Haley glanced at the computer on the desk in the nearby study.

"I wish I knew the password. We could search for it."

"You probably don't need to. Many home computers don't use a password," Sam said.

Sam turned it on and a password dialogue box came up.

"Oops." Sam fished around in the desk drawer and found the Windows install disk. He put the CD in the computer and then unplugged the computer. Immediately he plugged the computer back in and hit the escape key and F2 key simultaneously.

"What are you doing?"

"Getting into BIOS. We've been here this long, I guess we can gamble on a few more minutes and hope it doesn't kill us."

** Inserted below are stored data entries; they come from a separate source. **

//! NAV Issuance Module
//!
//! Issue basket tokens for a single reserve asset priced against the basket's
//! valuation, and redeem them back into that reserve asset.
//!
//! ISSUE:
//!   net      = deposit - protocol fees - manager fee
//!   mint     = net' * supply / (supply * NAV + net - net')      net' = net after premium
//!   mult'    = mult * supply / (supply + mint)
//!   reserve' = (reserve * supply + net) / (supply + mint)
//!
//! REDEEM:
//!   gross    = qty * NAV * 10^decimals, less the premium (rounded up)
//!   net      = gross - protocol fees - manager fee
//!   mult'    = mult * supply / (supply - qty)
//!   reserve' = (reserve * supply - gross) / (supply - qty)
//!
//! Quantities in the reserve asset are in its native decimals; NAV and
//! basket-token quantities are 18 decimals.

use alloy_primitives::{Address, I256, U256};
use serde::{Deserialize, Serialize};
use tracing::{debug, info};

use super::{ensure_below_one, ensure_pending, ProtocolFeeSchedule};
use crate::error::{ArithmeticError, MatrixError, MatrixResult};
use crate::external::{BalanceBook, Transfer, ValuationSource};
use crate::ledger::{MatrixToken, ModuleSlot};
use crate::math::{
    safe_power, to_int256, to_uint256, PreciseUnitMath, UnsignedPreciseMath, PRECISE_UNIT,
};

// ============================================
// TYPES
// ============================================

/// Per-token NAV issuance terms
#[derive(Debug, Clone, PartialEq, Eq, Serialize, Deserialize)]
pub struct NavIssuanceSettings {
    pub reserve_assets: Vec<Address>,
    pub fee_recipient: Address,
    pub manager_issue_fee: U256,
    pub manager_redeem_fee: U256,
    pub max_manager_fee: U256,
    pub premium_percentage: U256,
    pub max_premium_percentage: U256,
    /// Issuance needs at least this much supply; redemption may not go below it
    pub min_matrix_token_supply: U256,
}

/// Fee terms resolved for one direction
#[derive(Debug, Clone, Copy, PartialEq, Eq)]
struct FeeTerms {
    protocol: U256,
    manager: U256,
}

#[derive(Debug, Clone, Copy, PartialEq, Eq, Serialize)]
pub struct NavIssueReceipt {
    pub reserve_asset: Address,
    pub reserve_quantity: U256,
    pub protocol_fee: U256,
    pub manager_fee: U256,
    pub net_flow_quantity: U256,
    pub matrix_quantity: U256,
    pub previous_supply: U256,
    pub new_supply: U256,
    pub new_position_multiplier: I256,
    pub new_reserve_position_unit: U256,
}

#[derive(Debug, Clone, Copy, PartialEq, Eq, Serialize)]
pub struct NavRedeemReceipt {
    pub reserve_asset: Address,
    pub matrix_quantity: U256,
    pub pre_fee_reserve_quantity: U256,
    pub protocol_fee: U256,
    pub manager_fee: U256,
    pub net_flow_quantity: U256,
    pub previous_supply: U256,
    pub new_supply: U256,
    pub new_position_multiplier: I256,
    pub new_reserve_position_unit: U256,
}

// ============================================
// MODULE
// ============================================

#[derive(Debug, Clone)]
pub struct NavIssuanceModule {
    address: Address,
    protocol_fee_recipient: Address,
    issue_direct_fee: U256,
    redeem_direct_fee: U256,
    issue_revenue_share: U256,
    redeem_revenue_share: U256,
}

Another dialogue box came up asking for a password. In about one minute Sam had the back of the computer off and he pulled a pin disconnecting the jumper. Pushing the computer reset button put him into the BIOS. In BIOS configuration he directed the computer to look at the CD before it went to the hard drive, thereby changing the booting sequence.

"I've effectively told the computer to boot off the CD. Voila. No password needed."

Sam installed the new system and used the new system to access the Internet.

"I'd love to know how you used this in your former life."

"Any computer tech could do this, no problem," Sam said. "It's nothing."

"So passwords are baloney."

"You could say that. Especially on home applications."

They found a number of articles. Then they found the one that discussed the Sargasso Sea:

Venter is a pioneer in gene sequencing first on the human genome, when he beat the federal

Government, and now in beginning to catalog the diversity of the seas. He's on a round-the- world voyage with a yacht equipped with gene-sequencing computers. To prove that human genes (some 25,000 of them in all) are a tiny minority among millions of other genes on the planet, Venter pulled up water samples from the Sargasso Sea. It was thought to be a relatively unproductive ocean. Using his advanced gene-searching techniques, Venter isolated 1.2 million genes from no more than a few buckets of seawater. He discovered 1,800 new microbes.